Southern Fried Okra is crispy, crunchy and just a little peppery. Served with a Jalapeno yogurt sauce, it makes the perfect appetizer or side dish for fish, chicken and pork.
- FOR THE SAUCE:
- ¼ cups Greek yogurt
- 1 tbsp Jalapeno, finely chopped
- 1 tbsp Lime juice
- 1 tbsp Fresh cilantro, finely chopped
- FOR THE FRIED GOMBAR:
- ½ pound Fresh okra
- 1 cup Buttermilk
- ½ cups Self-rising cornmeal
- ½ cups All purpose flour
- 1 tbsp Cajun seasoning
- Vegetable Oil, For Frying
For the sauce, combine the yogurt, jalapeno, lime juice and cilantro in a non-reactive bowl. Cover and refrigerate.
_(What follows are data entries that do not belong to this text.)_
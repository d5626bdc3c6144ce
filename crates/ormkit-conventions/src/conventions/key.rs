use ormkit_core::{
    ConfigurationSource, EntityTypeId, ForeignKey, KeyId, Result, StoreGeneratedPattern,
};

use super::KeyDiscoveryConvention;
use crate::builder::InternalModelBuilder;
use crate::convention::{ForeignKeyRemovedConvention, KeyAddedConvention};

/// Key value generation and key re-evaluation.
///
/// A primary key made of a single integer property that is not part of a
/// foreign key gets identity generation at convention source. When a foreign
/// key goes away, an entity type left without a primary key runs key
/// discovery again, so a property the foreign key used becomes a candidate.
#[derive(Debug, Clone, Copy, Default)]
pub struct KeyConvention;

impl KeyAddedConvention for KeyConvention {
    fn apply(&self, builder: &mut InternalModelBuilder, key: KeyId) -> Result<Option<KeyId>> {
        let model = builder.model();
        let Some(k) = model.key(key) else {
            return Ok(None);
        };
        if model.entity_type(k.entity_type()).and_then(|e| e.primary_key()) != Some(key) {
            return Ok(Some(key));
        }
        let [property] = k.properties() else {
            return Ok(Some(key));
        };
        let property = *property;
        let eligible = model
            .property(property)
            .is_some_and(|p| p.value_type().is_integer())
            && !model.is_foreign_key_property(property);
        if eligible {
            builder.store_generated_pattern(
                property,
                StoreGeneratedPattern::Identity,
                ConfigurationSource::Convention,
            );
        }
        Ok(Some(key))
    }
}

impl ForeignKeyRemovedConvention for KeyConvention {
    fn apply(
        &self,
        builder: &mut InternalModelBuilder,
        dependent: EntityTypeId,
        _foreign_key: &ForeignKey,
    ) -> Result<()> {
        KeyDiscoveryConvention::discover(builder, dependent)
    }
}

#[cfg(test)]
mod tests {
    use super::*;
    use crate::convention_set::ConventionSet;
    use ormkit_core::ValueType;
    use std::sync::Arc;

    fn builder() -> InternalModelBuilder {
        let mut set = ConventionSet::new();
        set.key_added.push(Arc::new(KeyConvention));
        set.foreign_key_removed.push(Arc::new(KeyConvention));
        InternalModelBuilder::new(set).unwrap()
    }

    #[test]
    fn test_single_integer_primary_key_is_identity() {
        let mut b = builder();
        let e = b
            .entity_by_name("Blog", ConfigurationSource::Explicit)
            .unwrap()
            .unwrap();
        let id = b
            .shadow_property(e, "Id", ValueType::BigInt, false, ConfigurationSource::Explicit)
            .unwrap()
            .unwrap();
        b.primary_key(e, &[id], ConfigurationSource::Explicit).unwrap();

        let property = b.model().property(id).unwrap();
        assert_eq!(property.store_generated_pattern(), StoreGeneratedPattern::Identity);
        assert_eq!(
            property.store_generated_pattern_source(),
            Some(ConfigurationSource::Convention)
        );
    }

    #[test]
    fn test_text_and_composite_keys_are_not_generated() {
        let mut b = builder();
        let e = b
            .entity_by_name("Tag", ConfigurationSource::Explicit)
            .unwrap()
            .unwrap();
        let name = b
            .shadow_property(e, "Name", ValueType::Text, false, ConfigurationSource::Explicit)
            .unwrap()
            .unwrap();
        let n = b
            .shadow_property(e, "N", ValueType::Int, false, ConfigurationSource::Explicit)
            .unwrap()
            .unwrap();

        b.primary_key(e, &[name], ConfigurationSource::Explicit).unwrap();
        assert!(!b.model().property(name).unwrap().store_generated_pattern().is_generated());

        b.primary_key(e, &[n, name], ConfigurationSource::Explicit).unwrap();
        assert!(!b.model().property(n).unwrap().store_generated_pattern().is_generated());
    }

    #[test]
    fn test_replacing_key_resets_conventional_generation() {
        let mut b = builder();
        let e = b
            .entity_by_name("Blog", ConfigurationSource::Explicit)
            .unwrap()
            .unwrap();
        let id = b
            .shadow_property(e, "Id", ValueType::Int, false, ConfigurationSource::Explicit)
            .unwrap()
            .unwrap();
        let code = b
            .shadow_property(e, "Code", ValueType::Text, false, ConfigurationSource::Explicit)
            .unwrap()
            .unwrap();
        b.primary_key(e, &[id], ConfigurationSource::Convention).unwrap();
        assert!(b.model().property(id).unwrap().store_generated_pattern().is_generated());

        b.primary_key(e, &[code], ConfigurationSource::Explicit).unwrap();
        assert_eq!(
            b.model().property(id).unwrap().store_generated_pattern(),
            StoreGeneratedPattern::None
        );
        assert_eq!(b.model().entity_type(e).unwrap().keys().len(), 1);
    }
}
Cut the okra by cutting off and discarding the tips and stems. Cut into 1/2 inch thick slices. Soak in buttermilk for 30 minutes. Keep cool.
Combine cornmeal, flour and Cajun seasoning in a large resealable bag. Working in small batches, remove the okra from the buttermilk with a slotted spoon. Add the okra to the bag and shake to coat.
Pour the oil into a Dutch oven or heavy skillet to a depth of 1 inch. Heat the oil to 375ºF. Using tongs, remove the okra from the bag and add it to the hot oil. Fry until golden on the bottom, then flip and fry until the other side is golden brown, about 2 minutes. Drain on paper towels.
Serve hot with a jalapeno yogurt sauce.